Frank Graves of EKOS Research believes Fraser struck a resonant chord with Canadians in part because there was a real “regime fatigue” with the Liberal government of the day. And there was her personal style, which was no-nonsense and candid: “I think people found it refreshing to see someone from the ranks of the bureaucracy, who are typically anodyne and faceless, speaking in such a forthright and blunt way.”
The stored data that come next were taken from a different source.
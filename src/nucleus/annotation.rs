use std::fs::File;
use std::io::{BufRead, BufReader};

use anyhow::{Context, Result};
use flate2::read::GzDecoder;
use indexmap::IndexMap;
use regex::Regex;

use flexstr::ToSharedStr;

use crate::data_types::Gene;
use crate::types::EnsemblId;

lazy_static! {
    static ref ATTRIBUTE_RE: Regex =
        Regex::new(r#"(\w+)\s+"([^"]*)""#).unwrap();
}

const GENE_FEATURE_TYPE: &str = "gene";

/// Parse a GTF-style annotation feed into gene records for the directory.
///
/// Only `gene` feature rows are read.  The attribute string (column 9) must
/// contain `gene_id` and `gene_name`; rows without both are skipped.  A
/// `gene_id` seen twice keeps the later record, matching the upsert
/// behaviour of the ingestion process.
pub fn parse_annotation_feed(reader: impl BufRead) -> Result<Vec<Gene>> {
    let mut genes: IndexMap<EnsemblId, Gene> = IndexMap::new();

    for (line_number, line) in reader.lines().enumerate() {
        let line = line.with_context(|| format!("read failed at line {}", line_number + 1))?;

        if line.starts_with('#') || line.trim().is_empty() {
            continue;
        }

        let columns: Vec<&str> = line.split('\t').collect();

        if columns.len() < 9 {
            eprintln!("skipping line {}: expected 9 columns, got {}",
                      line_number + 1, columns.len());
            continue;
        }

        if columns[2] != GENE_FEATURE_TYPE {
            continue;
        }

        let mut gene_id = None;
        let mut gene_name = None;
        let mut long_name = None;

        for capture in ATTRIBUTE_RE.captures_iter(columns[8]) {
            let value = capture[2].to_shared_str();
            match &capture[1] {
                "gene_id" => gene_id = Some(value),
                "gene_name" => gene_name = Some(value),
                "gene_long_name" => long_name = Some(value),
                _ => (),
            }
        }

        let (Some(ensembl_id), Some(gene_name)) = (gene_id, gene_name)
        else {
            continue;
        };

        genes.insert(ensembl_id.clone(),
                     Gene {
                         ensembl_id,
                         gene_name,
                         long_name,
                     });
    }

    Ok(genes.into_values().collect())
}

/// Read an annotation feed from disk, decompressing when the file name ends
/// with ".gz".
pub fn read_annotation_file(file_name: &str) -> Result<Vec<Gene>> {
    let file = File::open(file_name)
        .with_context(|| format!("failed to open {}", file_name))?;

    if file_name.ends_with(".gz") {
        let decoder = GzDecoder::new(file);
        parse_annotation_feed(BufReader::new(decoder))
    } else {
        parse_annotation_feed(BufReader::new(file))
    }
}
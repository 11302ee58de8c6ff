use std::sync::Arc;

use flexstr::ToSharedStr;

use crate::data_types::{Gene, Tier, UserGeneRequest, UserTier};
use crate::site_db::SiteDB;
use crate::tier::{DEFAULT_MAX_GENES, FREE_TIER_NAME};
use crate::types::{DfKey, UserId};

/// A user's tier binding and ledger entry, with the advisory usage figure.
#[derive(Serialize, Debug, Clone)]
pub struct ProvisionedUser {
    pub user_tier: UserTier,
    pub request: UserGeneRequest,
    pub usage_percentage: f64,
}

/// The (added, skipped) partition returned by [`UsageLedger::record()`].
#[derive(Serialize, Debug, Clone, Default)]
pub struct RecordOutcome {
    pub added: Vec<DfKey>,
    pub skipped: Vec<DfKey>,
}

/// Per-user accumulating record of successfully accessed genes, checked
/// against the tier quota for display only.  The quota is advisory: going
/// over it never blocks new genes.
pub struct UsageLedger {
    site_db: Arc<SiteDB>,
}

impl UsageLedger {
    pub fn new(site_db: Arc<SiteDB>) -> UsageLedger {
        UsageLedger {
            site_db,
        }
    }

    /// Idempotently guarantee a tier binding and a ledger entry for the
    /// user.  A user with no tier is bound to "Free" (quota 100), creating
    /// that tier row itself when missing.
    pub fn ensure_provisioned(&self, user: &UserId) -> rusqlite::Result<ProvisionedUser> {
        let tier_name = self.site_db.user_tier_name(user)?;

        let tier = match tier_name {
            Some(tier_name) => {
                match self.site_db.tier_by_name(&tier_name)? {
                    Some(tier) => tier,
                    None => self.default_free_tier()?,
                }
            },
            None => {
                let free_tier = self.default_free_tier()?;
                self.site_db.set_user_tier(user, &free_tier.name)?;
                free_tier
            },
        };

        let request = self.site_db.ensure_user_request(user)?;

        let usage_percentage =
            100.0 * request.gene_count() as f64 / tier.max_genes as f64;

        Ok(ProvisionedUser {
            user_tier: UserTier {
                user: user.clone(),
                tier,
            },
            request,
            usage_percentage,
        })
    }

    fn default_free_tier(&self) -> rusqlite::Result<Tier> {
        let free_name = FREE_TIER_NAME.to_shared_str();

        if let Some(tier) = self.site_db.tier_by_name(&free_name)? {
            return Ok(tier);
        }

        let tier = Tier {
            name: free_name,
            description: None,
            max_genes: DEFAULT_MAX_GENES,
        };
        self.site_db.store_tier(&tier)?;

        Ok(tier)
    }

    /// Add each not-yet-present gene to the user's ledger and report which
    /// were added and which were already there.  The add is one transaction:
    /// all new genes land or none do.
    ///
    /// A storage failure degrades to an empty outcome with a warning rather
    /// than failing the caller's query: plots should still render when usage
    /// tracking is transiently broken.
    pub fn record(&self, user: &UserId, accessible_genes: &[Gene]) -> RecordOutcome {
        match self.try_record(user, accessible_genes) {
            Ok(outcome) => outcome,
            Err(err) => {
                tracing::warn!("ledger update failed for {}: {}", user, err);
                RecordOutcome::default()
            },
        }
    }

    fn try_record(&self, user: &UserId, accessible_genes: &[Gene])
        -> rusqlite::Result<RecordOutcome>
    {
        let request = self.site_db.ensure_user_request(user)?;

        let mut outcome = RecordOutcome::default();

        for gene in accessible_genes {
            let df_key = gene.df_key();
            if request.genes.contains(&df_key) {
                outcome.skipped.push(df_key);
            } else {
                outcome.added.push(df_key);
            }
        }

        self.site_db.add_request_genes(user, &outcome.added)?;

        Ok(outcome)
    }
}
use flexstr::SharedStr as FlexStr;

use crate::normalize::NormalizationOptions;
use crate::types::{CollectionName, ConditionName, UserId};

/// An orchestrated explore request against one analysis dataset.
///
/// Genes come either from raw selection tokens (symbol, accession prefix or
/// composite "{accession}_{symbol}" strings) or from a named collection.
/// Conditions are logical names that may omit the replicate suffix; an empty
/// list means every condition in the dataset.
#[derive(Serialize, Deserialize, Debug, Clone)]
pub struct ExploreQuery {
    pub user: UserId,
    #[serde(default)]
    pub gene_tokens: Vec<FlexStr>,
    #[serde(skip_serializing_if="Option::is_none", default)]
    pub gene_collection: Option<CollectionName>,
    #[serde(default)]
    pub conditions: Vec<ConditionName>,
    // honoured for Researcher users only; other tiers get tier-fixed
    // defaults
    #[serde(skip_serializing_if="Option::is_none", default)]
    pub normalization: Option<NormalizationOptions>,
}

/// A replicate-averaged CSV export request.  Exports never apply
/// normalization and never touch the usage ledger.
#[derive(Serialize, Deserialize, Debug, Clone)]
pub struct ExportQuery {
    pub user: UserId,
    #[serde(default)]
    pub gene_tokens: Vec<FlexStr>,
    #[serde(skip_serializing_if="Option::is_none", default)]
    pub gene_collection: Option<CollectionName>,
    #[serde(default)]
    pub conditions: Vec<ConditionName>,
}
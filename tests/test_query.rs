extern crate nucleus;

mod util;

use flexstr::{SharedStr as FlexStr, ToSharedStr};

use nucleus::api::query::{ExploreQuery, ExportQuery};
use nucleus::api::result::{PlotPayload, QueryError};
use nucleus::matrix::{row_mean, row_std};
use nucleus::normalize::NormalizationOptions;

const EPS: f64 = 1e-9;

fn explore_query(user: &str, gene_tokens: &[&str], conditions: &[&str])
    -> ExploreQuery
{
    ExploreQuery {
        user: user.to_shared_str(),
        gene_tokens: gene_tokens.iter().map(|t| t.to_shared_str()).collect(),
        gene_collection: None,
        conditions: conditions.iter().map(|c| c.to_shared_str()).collect(),
        normalization: None,
    }
}

fn export_query(user: &str, gene_tokens: &[&str], conditions: &[&str])
    -> ExportQuery
{
    ExportQuery {
        user: user.to_shared_str(),
        gene_tokens: gene_tokens.iter().map(|t| t.to_shared_str()).collect(),
        gene_collection: None,
        conditions: conditions.iter().map(|c| c.to_shared_str()).collect(),
    }
}

#[tokio::test]
async fn test_free_user_single_gene_series() {
    let (query_exec, site_db) = util::test_query_exec();

    let query = explore_query("carol", &["BRCA1"], &["CtrlA_d7"]);
    let result = query_exec.explore(1, &query).await.unwrap();

    assert_eq!(result.status, "ok");
    assert_eq!(result.accessible_genes,
               vec![FlexStr::from("ENSG00000012048_BRCA1")]);
    assert!(result.denied_genes.is_empty());
    assert_eq!(result.added_genes,
               vec![FlexStr::from("ENSG00000012048_BRCA1")]);

    // one accessible gene on the Free tier: untransformed series
    assert_eq!(result.applied_normalization, NormalizationOptions::identity());

    let PlotPayload::Series { gene, conditions, values } = result.payload
    else {
        panic!("expected a series payload");
    };
    assert_eq!(gene, "ENSG00000012048_BRCA1");
    assert_eq!(conditions,
               vec![FlexStr::from("CtrlA_d7_1"), FlexStr::from("CtrlA_d7_2")]);
    assert_eq!(values, vec![1.0, 3.0]);

    assert!((result.usage_percentage - 1.0).abs() < EPS);

    let request = site_db.user_request(&"carol".to_shared_str()).unwrap().unwrap();
    assert_eq!(request.gene_count(), 1);
}

#[tokio::test]
async fn test_free_user_denied_genes() {
    let (query_exec, site_db) = util::test_query_exec();

    // EGFR is Premium-only, so for a Free user only BRCA1 remains
    let query = explore_query("carol", &["BRCA1", "EGFR"], &["CtrlA_d7"]);
    let result = query_exec.explore(1, &query).await.unwrap();

    assert_eq!(result.denied_genes,
               vec![FlexStr::from("ENSG00000146648_EGFR")]);
    assert!(matches!(result.payload, PlotPayload::Series { .. }));

    // the denied gene never reaches the ledger
    let request = site_db.user_request(&"carol".to_shared_str()).unwrap().unwrap();
    assert_eq!(request.gene_count(), 1);
}

#[tokio::test]
async fn test_all_genes_denied_is_empty_not_error() {
    let (query_exec, site_db) = util::test_query_exec();

    let query = explore_query("carol", &["EGFR"], &["CtrlA_d7"]);
    let result = query_exec.explore(1, &query).await.unwrap();

    assert_eq!(result.payload, PlotPayload::Empty);
    assert!(result.accessible_genes.is_empty());
    assert!(result.added_genes.is_empty());

    let request = site_db.user_request(&"carol".to_shared_str()).unwrap().unwrap();
    assert_eq!(request.gene_count(), 0);
}

#[tokio::test]
async fn test_free_user_heatmap_is_z_scored() {
    let (query_exec, _site_db) = util::test_query_exec();

    let query = explore_query("carol", &["BRCA1", "TP53", "PTEN"], &[]);
    let result = query_exec.explore(1, &query).await.unwrap();

    assert_eq!(result.applied_normalization, NormalizationOptions::z_score());

    let PlotPayload::Heatmap { genes, conditions, matrix } = result.payload
    else {
        panic!("expected a heatmap payload");
    };

    assert_eq!(genes.len(), 3);
    assert_eq!(conditions.len(), 6);

    for row in &matrix[..2] {
        assert!(row_mean(row).abs() < EPS);
        assert!((row_std(row) - 1.0).abs() < EPS);
    }

    // PTEN is constant: its z-score is undefined and becomes all zeros
    assert_eq!(matrix[2], vec![0.0; 6]);
}

#[tokio::test]
async fn test_researcher_chooses_normalization() {
    let (query_exec, _site_db) = util::test_query_exec();

    let mut query = explore_query("rebecca", &["BRCA1", "TP53", "EGFR"], &[]);
    query.normalization = Some(NormalizationOptions {
        center: true,
        scale: false,
        replace_nan: true,
    });

    let result = query_exec.explore(1, &query).await.unwrap();

    assert_eq!(result.applied_normalization.center, true);
    assert_eq!(result.applied_normalization.scale, false);

    let PlotPayload::Heatmap { conditions, matrix, .. } = result.payload
    else {
        panic!("expected a heatmap payload");
    };

    // replicate columns come back in timepoint order
    assert_eq!(conditions[0], "CtrlA_d14_1");

    // centered but not scaled: row means are zero, spread is untouched
    for row in &matrix {
        assert!(row_mean(row).abs() < EPS);
    }
    // BRCA1 raw value for CtrlA_d14_1 is 5, row mean is 11/3
    assert!((matrix[0][0] - (5.0 - 11.0 / 3.0)).abs() < EPS);
}

#[tokio::test]
async fn test_researcher_default_is_untransformed() {
    let (query_exec, _site_db) = util::test_query_exec();

    let query = explore_query("rebecca", &["BRCA1", "TP53"], &[]);
    let result = query_exec.explore(1, &query).await.unwrap();

    assert_eq!(result.applied_normalization, NormalizationOptions::identity());
}

#[tokio::test]
async fn test_collection_selection() {
    let (query_exec, _site_db) = util::test_query_exec();

    let mut query = explore_query("rebecca", &[], &[]);
    query.gene_collection = Some("Tumour suppressors".to_shared_str());

    let result = query_exec.explore(1, &query).await.unwrap();
    assert_eq!(result.accessible_genes.len(), 2);

    // a private collection is invisible to everyone but its owner
    let mut query = explore_query("carol", &[], &[]);
    query.gene_collection = Some("Tumour suppressors".to_shared_str());

    let err = query_exec.explore(1, &query).await.unwrap_err();
    assert!(matches!(err, QueryError::UnknownCollection(_)));
}

#[tokio::test]
async fn test_resolution_failure_stops_everything() {
    let (query_exec, site_db) = util::test_query_exec();

    let query = explore_query("carol", &["BRCA1", "NOSUCHGENE"], &[]);
    let err = query_exec.explore(1, &query).await.unwrap_err();

    let QueryError::GeneResolution(report) = err
    else {
        panic!("expected a resolution failure");
    };
    assert_eq!(report.unknown_tokens, vec![FlexStr::from("NOSUCHGENE")]);

    // nothing was recorded, not even the resolvable gene
    let request = site_db.user_request(&"carol".to_shared_str()).unwrap().unwrap();
    assert_eq!(request.gene_count(), 0);
}

#[tokio::test]
async fn test_no_matching_conditions() {
    let (query_exec, _site_db) = util::test_query_exec();

    let query = explore_query("carol", &["BRCA1"], &["Nonexistent_d7"]);
    let err = query_exec.explore(1, &query).await.unwrap_err();

    assert!(matches!(err, QueryError::NoMatchingConditions));
}

#[tokio::test]
async fn test_unknown_analysis() {
    let (query_exec, _site_db) = util::test_query_exec();

    let query = explore_query("carol", &["BRCA1"], &[]);
    let err = query_exec.explore(99, &query).await.unwrap_err();

    assert!(matches!(err, QueryError::UnknownAnalysis(99)));
}

#[tokio::test]
async fn test_source_failure_after_ledger_update() {
    let (query_exec, site_db) = util::test_query_exec();

    // analysis 2 points at a file that doesn't exist
    let query = explore_query("felix", &["BRCA1"], &["CtrlA_d7"]);
    let err = query_exec.explore(2, &query).await.unwrap_err();

    assert!(matches!(err, QueryError::SourceUnavailable { .. }));

    // the ledger update happens before the matrix fetch and is kept
    let request = site_db.user_request(&"felix".to_shared_str()).unwrap().unwrap();
    assert!(request.genes.contains(&"ENSG00000012048_BRCA1".to_shared_str()));
}

#[tokio::test]
async fn test_export_csv() {
    let (query_exec, site_db) = util::test_query_exec();

    let query = export_query("edgar", &["BRCA1", "TP53"], &["CtrlA_d7", "TreatB_d7"]);
    let csv_text = query_exec.export_csv(1, &query).await.unwrap();

    let lines: Vec<&str> = csv_text.lines().collect();
    assert_eq!(lines, vec![
        "Gene,CtrlA_d7,TreatB_d7",
        "ENSG00000012048_BRCA1,2,3",
        "ENSG00000141510_TP53,2,6",
    ]);

    // exports never feed the usage ledger
    let request = site_db.user_request(&"edgar".to_shared_str()).unwrap().unwrap();
    assert_eq!(request.gene_count(), 0);
}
There is a temptation to see the sponsorship scandal as a defining moment in Canadian political life. Graves would say that what made it unique is that Canadians do not customarily vote on the basis of ethics and accountability; their ballots are typically cast with social programs and the economy in mind. That changed after Fraser threw her grenade into the fray. So the fall of the Liberals was a direct result of the sponsorship scandal, but only because it was hard to think about anything else. Next time might be different. Anyway, the decline in trust in government is not unique to Canada. It has also happened with every one of Canada’s major trading partners, and it began around forty years ago. In the 1960s and 1970s, about 80 percent of Canadians and Americans said they trusted their respective governments. By the beginning of the 1990s, the numbers had plummeted to between 20 and 30 percent.
“What drove this decline,” says Graves, “were broader cultural changes that went on through the Western world: rising individualism, higher levels of mass higher education, the advent of critical media, new media, what some call rhythms of post-materialism, the decline of deference. So you ended up with a much more skeptical citizenry… I think what people liked about Sheila Fraser is that she made this big black box that was government into a glass box. People could look inside and say, okay, here are the things that were going wrong. She’s checking on our behalf. And that, I think, made people feel more comfortable, because they no longer believed what was going on within the black box was in their interest.”
In the wake of sponsorship, Fraser has tried hard to establish cordial working relationships with Ottawa’s deputy ministers, the senior bureaucrats in each department of government. She meets with them regularly, and organizes dinners two or three times a year at which they can discuss differences. If there is a problem with an audit, “they can pick up the phone, and we can have a conversation and try to resolve or at least understand the other people’s positions.” In other words, no more surprises.
In her reports, she effects the demeanour of the weary grade school teacher whose pupils simply will not do as they are told: “In the past, I have reported my concern that after years of studying the accrual-based budgeting and appropriations issue for departments and agencies, the government had not yet taken a position on this matter.” But there must be times when only the brightest of her pupils could grasp what she is talking about, much less recognize the withering admonishment: “The capital asset sub-ledger system used to capture the data for land, buildings, and works has not been reconciled to the general ledger in a timely and accurate manner.”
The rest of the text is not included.